»»

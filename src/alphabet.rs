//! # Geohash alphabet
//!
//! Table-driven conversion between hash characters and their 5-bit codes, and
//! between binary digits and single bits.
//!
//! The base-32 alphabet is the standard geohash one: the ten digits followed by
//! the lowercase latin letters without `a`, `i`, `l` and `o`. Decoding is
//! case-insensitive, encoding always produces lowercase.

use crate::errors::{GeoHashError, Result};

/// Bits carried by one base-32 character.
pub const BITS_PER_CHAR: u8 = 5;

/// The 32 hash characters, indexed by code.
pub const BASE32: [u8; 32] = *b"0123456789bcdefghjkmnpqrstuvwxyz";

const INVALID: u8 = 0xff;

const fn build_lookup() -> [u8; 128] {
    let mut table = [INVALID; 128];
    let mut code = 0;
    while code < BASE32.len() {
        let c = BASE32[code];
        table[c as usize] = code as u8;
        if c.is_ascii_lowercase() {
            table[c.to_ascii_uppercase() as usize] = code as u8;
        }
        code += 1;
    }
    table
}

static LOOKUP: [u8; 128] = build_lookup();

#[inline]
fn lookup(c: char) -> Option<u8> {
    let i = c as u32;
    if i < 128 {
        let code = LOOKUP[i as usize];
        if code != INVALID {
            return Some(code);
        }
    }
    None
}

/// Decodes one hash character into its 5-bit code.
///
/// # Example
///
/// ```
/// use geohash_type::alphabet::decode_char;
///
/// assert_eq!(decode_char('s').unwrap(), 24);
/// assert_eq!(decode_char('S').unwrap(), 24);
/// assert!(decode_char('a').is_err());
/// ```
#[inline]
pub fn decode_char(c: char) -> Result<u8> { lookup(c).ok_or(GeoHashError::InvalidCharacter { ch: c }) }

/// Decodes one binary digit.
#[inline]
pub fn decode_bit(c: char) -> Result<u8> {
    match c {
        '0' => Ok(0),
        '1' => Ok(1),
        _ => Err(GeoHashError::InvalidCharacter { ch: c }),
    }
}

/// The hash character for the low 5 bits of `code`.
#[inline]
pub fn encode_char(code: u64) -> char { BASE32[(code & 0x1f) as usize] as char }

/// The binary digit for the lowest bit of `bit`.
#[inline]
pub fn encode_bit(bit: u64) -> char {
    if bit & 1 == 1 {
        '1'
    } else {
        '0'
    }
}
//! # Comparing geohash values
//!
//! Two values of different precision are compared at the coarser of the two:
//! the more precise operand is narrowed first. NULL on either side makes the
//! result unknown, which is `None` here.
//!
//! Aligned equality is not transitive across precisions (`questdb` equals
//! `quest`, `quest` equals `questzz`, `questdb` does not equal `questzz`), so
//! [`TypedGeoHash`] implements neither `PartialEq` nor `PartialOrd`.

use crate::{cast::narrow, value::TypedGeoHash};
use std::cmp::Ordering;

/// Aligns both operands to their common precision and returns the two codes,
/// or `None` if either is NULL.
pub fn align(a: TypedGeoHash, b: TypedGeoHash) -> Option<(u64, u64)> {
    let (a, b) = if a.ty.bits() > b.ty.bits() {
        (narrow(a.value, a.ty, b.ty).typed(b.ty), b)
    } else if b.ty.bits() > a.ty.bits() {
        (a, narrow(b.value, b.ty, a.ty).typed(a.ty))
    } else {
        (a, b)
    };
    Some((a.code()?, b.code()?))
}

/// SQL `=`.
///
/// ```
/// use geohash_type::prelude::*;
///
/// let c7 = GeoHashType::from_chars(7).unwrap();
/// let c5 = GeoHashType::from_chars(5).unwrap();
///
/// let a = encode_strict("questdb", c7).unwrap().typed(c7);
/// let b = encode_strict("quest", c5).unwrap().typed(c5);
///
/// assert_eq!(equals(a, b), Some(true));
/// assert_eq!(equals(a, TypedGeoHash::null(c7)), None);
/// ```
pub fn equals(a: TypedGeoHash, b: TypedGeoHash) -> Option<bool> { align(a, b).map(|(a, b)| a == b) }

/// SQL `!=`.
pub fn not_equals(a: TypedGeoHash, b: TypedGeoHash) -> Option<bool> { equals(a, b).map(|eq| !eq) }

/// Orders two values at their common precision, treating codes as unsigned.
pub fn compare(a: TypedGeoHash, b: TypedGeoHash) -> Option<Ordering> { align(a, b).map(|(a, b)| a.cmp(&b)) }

««
»»

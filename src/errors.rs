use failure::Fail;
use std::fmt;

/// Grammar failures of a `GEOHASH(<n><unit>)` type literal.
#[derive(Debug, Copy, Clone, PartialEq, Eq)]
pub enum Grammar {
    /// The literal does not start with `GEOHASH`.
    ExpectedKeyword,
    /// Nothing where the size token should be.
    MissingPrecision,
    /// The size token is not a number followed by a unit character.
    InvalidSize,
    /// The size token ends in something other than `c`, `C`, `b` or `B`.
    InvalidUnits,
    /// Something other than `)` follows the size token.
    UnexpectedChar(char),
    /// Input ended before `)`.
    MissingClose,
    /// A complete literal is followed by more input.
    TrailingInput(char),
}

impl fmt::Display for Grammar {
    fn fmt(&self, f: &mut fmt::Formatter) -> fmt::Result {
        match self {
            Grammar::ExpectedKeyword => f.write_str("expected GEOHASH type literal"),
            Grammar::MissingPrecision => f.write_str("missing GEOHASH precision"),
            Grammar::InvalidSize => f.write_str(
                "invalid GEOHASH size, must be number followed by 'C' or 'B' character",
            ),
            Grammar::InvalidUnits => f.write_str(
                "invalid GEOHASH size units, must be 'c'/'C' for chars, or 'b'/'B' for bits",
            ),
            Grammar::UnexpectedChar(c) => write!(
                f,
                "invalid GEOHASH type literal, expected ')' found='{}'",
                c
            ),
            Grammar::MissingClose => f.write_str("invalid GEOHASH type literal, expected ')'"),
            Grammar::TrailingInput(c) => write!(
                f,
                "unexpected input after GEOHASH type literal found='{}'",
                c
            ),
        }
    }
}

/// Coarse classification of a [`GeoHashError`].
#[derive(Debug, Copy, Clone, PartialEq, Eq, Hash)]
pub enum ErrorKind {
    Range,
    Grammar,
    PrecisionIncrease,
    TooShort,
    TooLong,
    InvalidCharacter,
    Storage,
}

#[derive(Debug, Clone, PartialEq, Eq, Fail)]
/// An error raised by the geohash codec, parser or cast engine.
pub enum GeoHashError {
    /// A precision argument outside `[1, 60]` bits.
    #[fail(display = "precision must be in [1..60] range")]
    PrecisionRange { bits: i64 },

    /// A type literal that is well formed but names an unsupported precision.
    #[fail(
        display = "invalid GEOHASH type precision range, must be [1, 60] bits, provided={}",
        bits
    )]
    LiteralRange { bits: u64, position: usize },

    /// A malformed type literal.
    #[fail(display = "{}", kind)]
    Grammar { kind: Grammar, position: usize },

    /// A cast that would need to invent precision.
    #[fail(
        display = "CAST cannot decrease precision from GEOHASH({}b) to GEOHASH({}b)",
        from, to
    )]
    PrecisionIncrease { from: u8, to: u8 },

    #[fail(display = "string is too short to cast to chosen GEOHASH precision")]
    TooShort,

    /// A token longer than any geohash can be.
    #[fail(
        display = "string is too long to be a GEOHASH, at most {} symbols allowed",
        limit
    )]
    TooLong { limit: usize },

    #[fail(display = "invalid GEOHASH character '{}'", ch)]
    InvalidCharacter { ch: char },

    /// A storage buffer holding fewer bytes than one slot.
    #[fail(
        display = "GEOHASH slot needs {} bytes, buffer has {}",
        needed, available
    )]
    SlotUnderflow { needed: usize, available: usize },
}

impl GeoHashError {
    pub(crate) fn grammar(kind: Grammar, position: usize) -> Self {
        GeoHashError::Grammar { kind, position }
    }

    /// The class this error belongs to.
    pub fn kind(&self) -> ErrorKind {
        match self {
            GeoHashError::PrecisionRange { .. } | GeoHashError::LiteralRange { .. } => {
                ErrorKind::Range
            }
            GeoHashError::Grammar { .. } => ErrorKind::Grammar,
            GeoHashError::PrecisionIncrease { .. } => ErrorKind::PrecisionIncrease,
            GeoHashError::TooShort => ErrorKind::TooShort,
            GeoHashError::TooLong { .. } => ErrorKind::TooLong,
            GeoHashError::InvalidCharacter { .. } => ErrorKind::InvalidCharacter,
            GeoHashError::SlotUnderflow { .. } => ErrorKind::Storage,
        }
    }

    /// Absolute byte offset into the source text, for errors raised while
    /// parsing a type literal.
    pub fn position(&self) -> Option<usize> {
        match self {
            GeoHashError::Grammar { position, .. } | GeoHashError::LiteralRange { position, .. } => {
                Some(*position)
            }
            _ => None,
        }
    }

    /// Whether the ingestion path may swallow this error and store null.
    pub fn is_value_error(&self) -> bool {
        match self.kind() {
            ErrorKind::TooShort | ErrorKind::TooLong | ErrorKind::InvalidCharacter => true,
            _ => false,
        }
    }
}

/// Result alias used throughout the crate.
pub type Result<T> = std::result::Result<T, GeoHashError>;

««

— PROBLEM TO WORK ON —
Your task is to retype the entries verbatim, starting with the line that holds "token should be." and stopping after the line that holds "impl fmt::Display for".

— RESULT OF THIS EXERCISE —
    /// Nothing where the size token should be.
    MissingPrecision,
    /// The size token is not a number followed by a unit character.
    InvalidSize,
    /// The size token ends in something other than `c`, `C`, `b` or `B`.
    InvalidUnits,
    /// Something other than `)` follows the size token.
    UnexpectedChar(char),
    /// Input ended before `)`.
    MissingClose,
    /// A complete literal is followed by more input.
    TrailingInput(char),
}

impl fmt::Display for Grammar {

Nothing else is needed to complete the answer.